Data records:
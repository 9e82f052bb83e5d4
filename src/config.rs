use config::{Config, ConfigError, Environment, File};
use serde::{Deserialize, Serialize};
use std::env;
use url::Url;

#[derive(Debug, Clone, Serialize, Deserialize, Default)]
pub struct AppConfig {
    pub database: DatabaseConfig,
    pub fetcher: FetcherConfig,
    pub extraction: ExtractionConfig,
    pub tracking: TrackingConfig,
    pub alerts: AlertConfig,
    pub metrics: MetricsConfig,
}

#[derive(Debug, Clone, Serialize, Deserialize)]
pub struct DatabaseConfig {
    pub url: String,
    pub max_connections: u32,
    pub min_connections: u32,
    pub acquire_timeout: u64,
}

#[derive(Debug, Clone, Serialize, Deserialize)]
pub struct FetcherConfig {
    pub request_timeout: u64,
    pub retry_attempts: usize,
    pub retry_delay_ms: u64,
    pub user_agent: String,
}

#[derive(Debug, Clone, Serialize, Deserialize)]
pub struct ExtractionConfig {
    pub max_variants: usize,
    pub max_blob_depth: usize,
    pub min_plausible_price: f64,
    pub max_plausible_price: f64,
}

#[derive(Debug, Clone, Serialize, Deserialize)]
pub struct TrackingConfig {
    pub concurrency: usize,
    pub check_now_min_interval: u64,
    pub check_now_entry_ttl: u64,
}

#[derive(Debug, Clone, Serialize, Deserialize)]
pub struct AlertConfig {
    pub min_confidence: u8,
    pub cooldown_minutes: i64,
    pub recent_window_minutes: i64,
    pub webhook_url: Option<String>,
    pub username: String,
}

#[derive(Debug, Clone, Serialize, Deserialize)]
pub struct MetricsConfig {
    pub enabled: bool,
    pub port: u16,
}

impl Default for DatabaseConfig {
    fn default() -> Self {
        Self {
            url: "sqlite://data/shelfwatch.db".to_string(),
            max_connections: 10,
            min_connections: 1,
            acquire_timeout: 30,
        }
    }
}

impl Default for FetcherConfig {
    fn default() -> Self {
        Self {
            request_timeout: 30,
            retry_attempts: 3,
            retry_delay_ms: 2000,
            user_agent: format!("ShelfWatch/{}", env!("CARGO_PKG_VERSION")),
        }
    }
}

impl Default for ExtractionConfig {
    fn default() -> Self {
        Self {
            max_variants: 100,
            max_blob_depth: 10,
            min_plausible_price: 0.10,
            max_plausible_price: 10_000.0,
        }
    }
}

impl Default for TrackingConfig {
    fn default() -> Self {
        Self {
            concurrency: 5,
            check_now_min_interval: 60,
            check_now_entry_ttl: 900,
        }
    }
}

impl Default for AlertConfig {
    fn default() -> Self {
        Self {
            min_confidence: 70,
            cooldown_minutes: 60,
            recent_window_minutes: 60,
            webhook_url: None,
            username: "ShelfWatch".to_string(),
        }
    }
}

impl Default for MetricsConfig {
    fn default() -> Self {
        Self {
            enabled: false,
            port: 9090,
        }
    }
}

impl AppConfig {
    pub fn from_env() -> Result<Self, ConfigError> {
        let run_mode = env::var("RUN_MODE").unwrap_or_else(|_| "development".into());

        let s = Config::builder()
            // Start with default configuration
            .add_source(File::with_name("config/default"))
            // Add environment-specific config
            .add_source(File::with_name(&format!("config/{}", run_mode)).required(false))
            // Add local config (ignored by git)
            .add_source(File::with_name("config/local").required(false))
            // Add environment variables with prefix "SHELFWATCH_"
            .add_source(Environment::with_prefix("SHELFWATCH").separator("__"))
            .build()?;

        let config: AppConfig = s.try_deserialize()?;
        config.validate()?;
        Ok(config)
    }

    pub fn validate(&self) -> Result<(), ConfigError> {
        if self.database.max_connections == 0 {
            return Err(ConfigError::Message("Database max_connections must be greater than 0".into()));
        }

        if self.database.min_connections > self.database.max_connections {
            return Err(ConfigError::Message("Database min_connections cannot exceed max_connections".into()));
        }

        if self.fetcher.request_timeout == 0 {
            return Err(ConfigError::Message("Fetcher request_timeout must be greater than 0".into()));
        }

        if self.extraction.max_variants == 0 {
            return Err(ConfigError::Message("Extraction max_variants must be greater than 0".into()));
        }

        if self.extraction.min_plausible_price >= self.extraction.max_plausible_price {
            return Err(ConfigError::Message("Extraction min_plausible_price must be below max_plausible_price".into()));
        }

        if self.tracking.concurrency == 0 {
            return Err(ConfigError::Message("Tracking concurrency must be greater than 0".into()));
        }

        if self.alerts.min_confidence > 100 {
            return Err(ConfigError::Message("Alert min_confidence must be between 0 and 100".into()));
        }

        if let Some(url) = &self.alerts.webhook_url {
            if Url::parse(url).is_err() {
                return Err(ConfigError::Message("Invalid alert webhook URL format".into()));
            }
        }

        if self.metrics.enabled && self.metrics.port == 0 {
            return Err(ConfigError::Message("Metrics port must be greater than 0".into()));
        }

        Ok(())
    }
}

WORK TO BE COMPLETED
Using the entries above, print each one again without any alteration.

TASK RESPONSE
repository 9e82f052bb83e5d4
filename src/config.rs
use config::{Config, ConfigError, Environment, File};
use serde::{Deserialize, Serialize};
use std::env;
use url::Url;

#[derive(Debug, Clone, Serialize, Deserialize, Default)]
pub struct AppConfig {
    pub database: DatabaseConfig,
    pub fetcher: FetcherConfig,
    pub extraction: ExtractionConfig,
    pub tracking: TrackingConfig,
    pub alerts: AlertConfig,
    pub metrics: MetricsConfig,
}

#[derive(Debug, Clone, Serialize, Deserialize)]
pub struct DatabaseConfig {
    pub url: String,
    pub max_connections: u32,
    pub min_connections: u32,
    pub acquire_timeout: u64,
}

#[derive(Debug, Clone, Serialize, Deserialize)]
pub struct FetcherConfig {
    pub request_timeout: u64,
    pub retry_attempts: usize,
    pub retry_delay_ms: u64,
    pub user_agent: String,
}

#[derive(Debug, Clone, Serialize, Deserialize)]
pub struct ExtractionConfig {
    pub max_variants: usize,
    pub max_blob_depth: usize,
    pub min_plausible_price: f64,
    pub max_plausible_price: f64,
}

#[derive(Debug, Clone, Serialize, Deserialize)]
pub struct TrackingConfig {
    pub concurrency: usize,
    pub check_now_min_interval: u64,
    pub check_now_entry_ttl: u64,
}

#[derive(Debug, Clone, Serialize, Deserialize)]
pub struct AlertConfig {
    pub min_confidence: u8,
    pub cooldown_minutes: i64,
    pub recent_window_minutes: i64,
    pub webhook_url: Option<String>,
    pub username: String,
}

#[derive(Debug, Clone, Serialize, Deserialize)]
pub struct MetricsConfig {
    pub enabled: bool,
    pub port: u16,
}

impl Default for DatabaseConfig {
    fn default() -> Self {
        Self {
            url: "sqlite://data/shelfwatch.db".to_string(),
            max_connections: 10,
            min_connections: 1,
            acquire_timeout: 30,
        }
    }
}

impl Default for FetcherConfig {
    fn default() -> Self {
        Self {
            request_timeout: 30,
            retry_attempts: 3,
            retry_delay_ms: 2000,
            user_agent: format!("ShelfWatch/{}", env!("CARGO_PKG_VERSION")),
        }
    }
}

impl Default for ExtractionConfig {
    fn default() -> Self {
        Self {
            max_variants: 100,
            max_blob_depth: 10,
            min_plausible_price: 0.10,
            max_plausible_price: 10_000.0,
        }
    }
}

impl Default for TrackingConfig {
    fn default() -> Self {
        Self {
            concurrency: 5,
            check_now_min_interval: 60,
            check_now_entry_ttl: 900,
        }
    }
}

impl Default for AlertConfig {
    fn default() -> Self {
        Self {
            min_confidence: 70,
            cooldown_minutes: 60,
            recent_window_minutes: 60,
            webhook_url: None,
            username: "ShelfWatch".to_string(),
        }
    }
}

impl Default for MetricsConfig {
    fn default() -> Self {
        Self {
            enabled: false,
            port: 9090,
        }
    }
}

impl AppConfig {
    pub fn from_env() -> Result<Self, ConfigError> {
        let run_mode = env::var("RUN_MODE").unwrap_or_else(|_| "development".into());

        let s = Config::builder()
            // Start with default configuration
            .add_source(File::with_name("config/default"))
            // Add environment-specific config
            .add_source(File::with_name(&format!("config/{}", run_mode)).required(false))
            // Add local config (ignored by git)
            .add_source(File::with_name("config/local").required(false))
            // Add environment variables with prefix "SHELFWATCH_"
            .add_source(Environment::with_prefix("SHELFWATCH").separator("__"))
            .build()?;

        let config: AppConfig = s.try_deserialize()?;
        config.validate()?;
        Ok(config)
    }

    pub fn validate(&self) -> Result<(), ConfigError> {
        if self.database.max_connections == 0 {
            return Err(ConfigError::Message("Database max_connections must be greater than 0".into()));
        }

        if self.database.min_connections > self.database.max_connections {
            return Err(ConfigError::Message("Database min_connections cannot exceed max_connections".into()));
        }

        if self.fetcher.request_timeout == 0 {
            return Err(ConfigError::Message("Fetcher request_timeout must be greater than 0".into()));
        }

        if self.extraction.max_variants == 0 {
            return Err(ConfigError::Message("Extraction max_variants must be greater than 0".into()));
        }

        if self.extraction.min_plausible_price >= self.extraction.max_plausible_price {
            return Err(ConfigError::Message("Extraction min_plausible_price must be below max_plausible_price".into()));
        }

        if self.tracking.concurrency == 0 {
            return Err(ConfigError::Message("Tracking concurrency must be greater than 0".into()));
        }

        if self.alerts.min_confidence > 100 {
            return Err(ConfigError::Message("Alert min_confidence must be between 0 and 100".into()));
        }

        if let Some(url) = &self.alerts.webhook_url {
            if Url::parse(url).is_err() {
                return Err(ConfigError::Message("Invalid alert webhook URL format".into()));
            }
        }

        if self.metrics.enabled && self.metrics.port == 0 {
            return Err(ConfigError::Message("Metrics port must be greater than 0".into()));
        }

        Ok(())
    }
}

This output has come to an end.